The missile story also reminded me of this famous exchange between Senator Bob Kerrey and National Security Adviser Condi Rice from the 9/11 commission hearings:

KERREY: You’ve used the phrase a number of times, and I’m hoping with my question to disabuse you of using it in the future.

You said the president was tired of swatting flies.

Can you tell me one example where the president swatted a fly when it came to al-Qaida prior to 9-11?

RICE: I think what the president was speaking to was …

KERREY: No, no. What fly had he swatted?

RICE: Well, the disruptions abroad was what he was really focusing on …

KERREY: No, no …

RICE: … when the CIA would go after Abu Zubaydah …

KERREY: He hadn’t swatted …

RICE: … or go after this guy …

KERREY: Dr. Rice, we didn’t …

RICE: That was what was meant.

KERREY: We only swatted a fly once on the 20th of August 1998. We didn’t swat any flies afterwards. How the hell could he be tired?

RICE: We swatted at — I think he felt that what the agency was doing was going after individual terrorists here and there, and that’s what he meant by swatting flies. It was simply a figure of speech.

KERREY: Well, I think it’s an unfortunate figure of speech because I think, especially after the attack on the Cole on the 12th of October, 2000, it would not have been swatting a fly. It would not have been — we did not need to wait to get a strategic plan.

Dick Clarke had in his memo on the 20th of January overt military operations. He turned that memo around in 24 hours, Dr. Clarke. There were a lot of plans in place in the Clinton administration — military plans in the Clinton administration.

In fact, since we’re in the mood to declassify stuff, there was — he included in his January 25th memo two appendices — Appendix A: Strategy for the elimination of the jihadist threat of al-Qaida; Appendix B: Political military plan for al-Qaida.

So I just — why didn’t we respond to the Cole?

RICE: Well, we …

KERREY: Why didn’t we swat that fly?

Ahh, those were the days. There’s more amusing nostalgia in the linked old post. Are the righties now reduced to cheering the swatting of flies? To be fair, Pajamas Media reports the U.S. has “boots on the ground” in Somalia, but so far I haven’t picked up this information in other news stories.

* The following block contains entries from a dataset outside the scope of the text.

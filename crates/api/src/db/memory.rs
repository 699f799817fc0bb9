//! In-memory store for unit and router tests

use std::collections::HashMap;
use std::sync::atomic::{AtomicBool, Ordering};
use std::sync::Mutex;

use async_trait::async_trait;
use time::OffsetDateTime;
use uuid::Uuid;

use super::{
    Chirp, ChirpRepository, NewRefreshToken, RefreshToken, RefreshTokenRepository, SortOrder,
    StoreError, StoreResult, User, UserRepository,
};

#[derive(Default)]
struct Tables {
    users: HashMap<Uuid, User>,
    chirps: Vec<Chirp>,
    refresh_tokens: HashMap<String, RefreshToken>,
}

/// Mirrors the Postgres schema semantics: unique emails, unique token keys,
/// cascade deletes from users.
#[derive(Default)]
pub(crate) struct MemoryStore {
    tables: Mutex<Tables>,
    fail_token_writes: AtomicBool,
}

impl MemoryStore {
    pub(crate) fn new() -> Self {
        Self::default()
    }

    /// Make every refresh token insert fail with a database error
    pub(crate) fn fail_token_writes(&self) {
        self.fail_token_writes.store(true, Ordering::SeqCst);
    }

    pub(crate) fn user_count(&self) -> usize {
        self.tables.lock().unwrap().users.len()
    }

    pub(crate) fn refresh_token_count(&self) -> usize {
        self.tables.lock().unwrap().refresh_tokens.len()
    }

    /// Insert a token record verbatim, bypassing expiry computation
    pub(crate) fn put_refresh_token(&self, record: RefreshToken) {
        self.tables
            .lock()
            .unwrap()
            .refresh_tokens
            .insert(record.token.clone(), record);
    }
}

#[async_trait]
impl UserRepository for MemoryStore {
    async fn create_user(&self, email: &str, hashed_password: &str) -> StoreResult<User> {
        let mut tables = self.tables.lock().unwrap();
        if tables.users.values().any(|u| u.email == email) {
            return Err(StoreError::UniqueViolation);
        }
        let now = OffsetDateTime::now_utc();
        let user = User {
            id: Uuid::new_v4(),
            created_at: now,
            updated_at: now,
            email: email.to_string(),
            hashed_password: hashed_password.to_string(),
            is_chirpy_red: false,
        };
        tables.users.insert(user.id, user.clone());
        Ok(user)
    }

    async fn get_user_by_email(&self, email: &str) -> StoreResult<Option<User>> {
        let tables = self.tables.lock().unwrap();
        Ok(tables.users.values().find(|u| u.email == email).cloned())
    }

    async fn update_credentials(
        &self,
        id: Uuid,
        email: &str,
        hashed_password: &str,
    ) -> StoreResult<Option<User>> {
        let mut tables = self.tables.lock().unwrap();
        if tables.users.values().any(|u| u.email == email && u.id != id) {
            return Err(StoreError::UniqueViolation);
        }
        Ok(tables.users.get_mut(&id).map(|user| {
            user.email = email.to_string();
            user.hashed_password = hashed_password.to_string();
            user.updated_at = OffsetDateTime::now_utc();
            user.clone()
        }))
    }

    async fn upgrade_user(&self, id: Uuid) -> StoreResult<bool> {
        let mut tables = self.tables.lock().unwrap();
        Ok(tables
            .users
            .get_mut(&id)
            .map(|user| user.is_chirpy_red = true)
            .is_some())
    }
}

#[async_trait]
impl ChirpRepository for MemoryStore {
    async fn create_chirp(&self, user_id: Uuid, body: &str) -> StoreResult<Chirp> {
        let mut tables = self.tables.lock().unwrap();
        let now = OffsetDateTime::now_utc();
        let chirp = Chirp {
            id: Uuid::new_v4(),
            created_at: now,
            updated_at: now,
            body: body.to_string(),
            user_id,
        };
        tables.chirps.push(chirp.clone());
        Ok(chirp)
    }

    async fn list_chirps(
        &self,
        author_id: Option<Uuid>,
        sort: SortOrder,
    ) -> StoreResult<Vec<Chirp>> {
        let tables = self.tables.lock().unwrap();
        let mut chirps: Vec<Chirp> = tables
            .chirps
            .iter()
            .filter(|c| author_id.is_none_or(|id| c.user_id == id))
            .cloned()
            .collect();
        // Insertion order breaks ties between equal timestamps
        if sort == SortOrder::Desc {
            chirps.reverse();
        }
        Ok(chirps)
    }

    async fn get_chirp(&self, id: Uuid) -> StoreResult<Option<Chirp>> {
        let tables = self.tables.lock().unwrap();
        Ok(tables.chirps.iter().find(|c| c.id == id).cloned())
    }

    async fn delete_chirp(&self, id: Uuid, user_id: Uuid) -> StoreResult<bool> {
        let mut tables = self.tables.lock().unwrap();
        let before = tables.chirps.len();
        tables
            .chirps
            .retain(|c| !(c.id == id && c.user_id == user_id));
        Ok(tables.chirps.len() < before)
    }
}

#[async_trait]
impl RefreshTokenRepository for MemoryStore {
    async fn insert_refresh_token(&self, params: NewRefreshToken) -> StoreResult<RefreshToken> {
        if self.fail_token_writes.load(Ordering::SeqCst) {
            return Err(StoreError::Database(sqlx::Error::PoolTimedOut));
        }
        let mut tables = self.tables.lock().unwrap();
        if tables.refresh_tokens.contains_key(&params.token) {
            return Err(StoreError::UniqueViolation);
        }
        let record = RefreshToken {
            token: params.token,
            created_at: params.created_at,
            updated_at: params.created_at,
            user_id: params.user_id,
            expires_at: params.expires_at,
            revoked_at: None,
        };
        tables
            .refresh_tokens
            .insert(record.token.clone(), record.clone());
        Ok(record)
    }

    async fn get_refresh_token(&self, token: &str) -> StoreResult<Option<RefreshToken>> {
        let tables = self.tables.lock().unwrap();
        Ok(tables.refresh_tokens.get(token).cloned())
    }

    async fn revoke_refresh_token(&self, token: &str, at: OffsetDateTime) -> StoreResult<bool> {
        let mut tables = self.tables.lock().unwrap();
        match tables.refresh_tokens.get_mut(token) {
            Some(record) if record.revoked_at.is_none() => {
                record.revoked_at = Some(at);
                record.updated_at = at;
                Ok(true)
            }
            _ => Ok(false),
        }
    }

    async fn delete_all_users(&self) -> StoreResult<u64> {
        let mut tables = self.tables.lock().unwrap();
        let deleted = tables.users.len() as u64;
        tables.users.clear();
        tables.chirps.clear();
        tables.refresh_tokens.clear();
        Ok(deleted)
    }
}
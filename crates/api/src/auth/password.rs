//! Password hashing with Argon2id
//!
//! Hashes are PHC strings (`$argon2id$v=19$m=19456,t=2,p=1$<salt>$<hash>`) that
//! carry their own salt and cost parameters, so verification needs nothing but
//! the stored string.

use argon2::{
    password_hash::{PasswordHash, PasswordHasher, PasswordVerifier, SaltString},
    Argon2,
};
use rand::rngs::OsRng;
use rand::TryRngCore;

/// Salt length in bytes (128 bits)
const SALT_LEN: usize = 16;

#[derive(Debug, thiserror::Error)]
pub enum PasswordError {
    #[error("password hashing failed: {0}")]
    Hashing(String),
    #[error("password does not match")]
    Mismatch,
    #[error("stored password hash is malformed")]
    MalformedHash,
}

/// Argon2id with the crate's default cost (m=19456 KiB, t=2, p=1).
/// Changing these only affects new hashes; old ones keep their parameters.
fn hasher() -> Argon2<'static> {
    Argon2::default()
}

/// Hash a plaintext password with a fresh random salt
pub fn hash_password(password: &str) -> Result<String, PasswordError> {
    let mut salt_bytes = [0u8; SALT_LEN];
    OsRng
        .try_fill_bytes(&mut salt_bytes)
        .map_err(|e| PasswordError::Hashing(format!("salt generation failed: {e}")))?;
    let salt = SaltString::encode_b64(&salt_bytes)
        .map_err(|e| PasswordError::Hashing(e.to_string()))?;

    let hash = hasher()
        .hash_password(password.as_bytes(), &salt)
        .map_err(|e| PasswordError::Hashing(e.to_string()))?;

    Ok(hash.to_string())
}

/// Verify a plaintext password against a stored hash
///
/// A wrong password is [`PasswordError::Mismatch`]; any other error means the
/// stored hash is unusable.
pub fn verify_password(password: &str, hash: &str) -> Result<(), PasswordError> {
    let parsed = PasswordHash::new(hash).map_err(|_| PasswordError::MalformedHash)?;

    hasher()
        .verify_password(password.as_bytes(), &parsed)
        .map_err(|e| match e {
            argon2::password_hash::Error::Password => PasswordError::Mismatch,
            _ => PasswordError::MalformedHash,
        })
}

/// Hash of a random secret nobody knows
///
/// Login verifies against this when the email is unknown so both branches
/// cost one Argon2 computation.
pub fn generate_impossible_hash() -> Result<String, PasswordError> {
    let mut secret = [0u8; 32];
    OsRng
        .try_fill_bytes(&mut secret)
        .map_err(|e| PasswordError::Hashing(format!("secret generation failed: {e}")))?;
    hash_password(&hex::encode(secret))
}

/// Run [`hash_password`] on the blocking pool
pub async fn hash_password_blocking(password: String) -> Result<String, PasswordError> {
    tokio::task::spawn_blocking(move || hash_password(&password))
        .await
        .map_err(|e| PasswordError::Hashing(format!("hashing task failed: {e}")))?
}

/// Run [`verify_password`] on the blocking pool
pub async fn verify_password_blocking(password: String, hash: String) -> Result<(), PasswordError> {
    tokio::task::spawn_blocking(move || verify_password(&password, &hash))
        .await
        .map_err(|e| PasswordError::Hashing(format!("verification task failed: {e}")))?
}

#[cfg(test)]
mod tests {
    use super::*;

    #[test]
    fn test_hash_then_verify_succeeds() {
        let hash = hash_password("thisisatestpassword").unwrap();
        assert!(verify_password("thisisatestpassword", &hash).is_ok());
    }

    #[test]
    fn test_wrong_password_is_mismatch() {
        let hash = hash_password("pw123").unwrap();
        let result = verify_password("pw124", &hash);
        assert!(matches!(result, Err(PasswordError::Mismatch)));
    }

    #[test]
    fn test_hash_embeds_algorithm_and_params() {
        let hash = hash_password("pw123").unwrap();
        assert!(hash.starts_with("$argon2id$v=19$m=19456,t=2,p=1$"));
        assert!(!hash.contains("pw123"));
    }

    #[test]
    fn test_same_password_gets_distinct_salts() {
        let a = hash_password("same").unwrap();
        let b = hash_password("same").unwrap();
        assert_ne!(a, b);
        assert!(verify_password("same", &a).is_ok());
        assert!(verify_password("same", &b).is_ok());
    }

    #[test]
    fn test_empty_password_round_trips() {
        // Route handlers reject empty passwords; the hasher itself does not
        let hash = hash_password("").unwrap();
        assert!(verify_password("", &hash).is_ok());
        assert!(matches!(
            verify_password(" ", &hash),
            Err(PasswordError::Mismatch)
        ));
    }

    #[test]
    fn test_malformed_hash_is_not_a_mismatch() {
        assert!(matches!(
            verify_password("pw", "not-a-phc-string"),
            Err(PasswordError::MalformedHash)
        ));
        assert!(matches!(
            verify_password("pw", ""),
            Err(PasswordError::MalformedHash)
        ));
    }

    #[test]
    fn test_impossible_hash_rejects_common_inputs() {
        let hash = generate_impossible_hash().unwrap();
        for guess in ["", "password", "pw123", "admin"] {
            assert!(matches!(
                verify_password(guess, &hash),
                Err(PasswordError::Mismatch)
            ));
        }
    }

    #[tokio::test]
    async fn test_blocking_wrappers_agree_with_sync_versions() {
        let hash = hash_password_blocking("pw123".to_string()).await.unwrap();
        assert!(verify_password_blocking("pw123".to_string(), hash.clone())
            .await
            .is_ok());
        assert!(matches!(
            verify_password_blocking("nope".to_string(), hash).await,
            Err(PasswordError::Mismatch)
        ));
    }
}
//! Configuration loaded from environment variables

use std::env;
use std::path::PathBuf;

use chirpy_shared::DEFAULT_MAX_CONNECTIONS;

#[derive(Debug, thiserror::Error)]
pub enum ConfigError {
    #[error("missing required environment variable {0}")]
    Missing(&'static str),
    #[error("invalid value for {name}: {reason}")]
    Invalid { name: &'static str, reason: String },
}

/// Deployment platform. Only `dev` unlocks destructive admin operations.
#[derive(Debug, Clone, PartialEq, Eq)]
pub struct Platform(String);

impl Platform {
    pub fn is_dev(&self) -> bool {
        self.0 == "dev"
    }

    pub fn as_str(&self) -> &str {
        &self.0
    }
}

impl From<&str> for Platform {
    fn from(value: &str) -> Self {
        Self(value.trim().to_ascii_lowercase())
    }
}

#[derive(Debug, Clone)]
pub struct Config {
    pub database_url: String,
    pub db_max_connections: u32,
    pub run_migrations: bool,
    pub jwt_secret: String,
    pub platform: Platform,
    /// API key expected on Polka webhooks; empty rejects every webhook
    pub polka_key: String,
    pub bind_address: String,
    pub fileserver_root: PathBuf,
}

impl Config {
    pub fn from_env() -> Result<Self, ConfigError> {
        let database_url = first_of(&["DATABASE_URL", "DB_URL"])
            .ok_or(ConfigError::Missing("DATABASE_URL"))?;
        let jwt_secret =
            first_of(&["SECRET", "JWT_SECRET"]).ok_or(ConfigError::Missing("SECRET"))?;

        let db_max_connections = match non_empty("DB_MAX_CONNECTIONS") {
            Some(raw) => raw.parse().map_err(|e| ConfigError::Invalid {
                name: "DB_MAX_CONNECTIONS",
                reason: format!("{e}"),
            })?,
            None => DEFAULT_MAX_CONNECTIONS,
        };

        let run_migrations = match non_empty("RUN_MIGRATIONS") {
            Some(raw) => parse_bool("RUN_MIGRATIONS", &raw)?,
            None => true,
        };

        Ok(Self {
            database_url,
            db_max_connections,
            run_migrations,
            jwt_secret,
            platform: Platform::from(env::var("PLATFORM").unwrap_or_default().as_str()),
            polka_key: env::var("POLKA_KEY").unwrap_or_default(),
            bind_address: non_empty("BIND_ADDRESS").unwrap_or_else(|| "127.0.0.1:8080".into()),
            fileserver_root: non_empty("FILESERVER_ROOT")
                .map(PathBuf::from)
                .unwrap_or_else(|| PathBuf::from(".")),
        })
    }
}

#[cfg(test)]
impl Config {
    /// Config for router tests; never touches the environment
    pub(crate) fn for_tests(platform: &str, polka_key: &str) -> Self {
        Self {
            database_url: "postgres://unused".to_string(),
            db_max_connections: 1,
            run_migrations: false,
            jwt_secret: "router-test-secret".to_string(),
            platform: Platform::from(platform),
            polka_key: polka_key.to_string(),
            bind_address: "127.0.0.1:0".to_string(),
            fileserver_root: PathBuf::from("."),
        }
    }
}

fn non_empty(name: &str) -> Option<String> {
    env::var(name).ok().filter(|v| !v.trim().is_empty())
}

fn first_of(names: &[&str]) -> Option<String> {
    names.iter().find_map(|name| non_empty(name))
}

fn parse_bool(name: &'static str, raw: &str) -> Result<bool, ConfigError> {
    match raw.trim().to_ascii_lowercase().as_str() {
        "1" | "true" | "yes" | "on" => Ok(true),
        "0" | "false" | "no" | "off" => Ok(false),
        other => Err(ConfigError::Invalid {
            name,
            reason: format!("expected a boolean, got {other:?}"),
        }),
    }
}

In January 1998, the neocons at PNAC sent a letter to President Clinton advising him that “regime change” in Iraq should be the aim of U.S. policy in the Middle East. A look at PNAC’s archives for 1997-2000 reveals the pnac’ers were obsessed with Saddam Hussein. But they seem not to have noticed Osama bin Laden or al Qaeda at all, unless I’m missing something. Even memorandums written within days of the embassy bombings are about Iraq, Iraq, Iraq. And these are the same geniuses pushing Bush into an escalation in Iraq now. If neocon policies don’t touch off a pancontinental war across the Middle East and much of Africa it will be a miracle.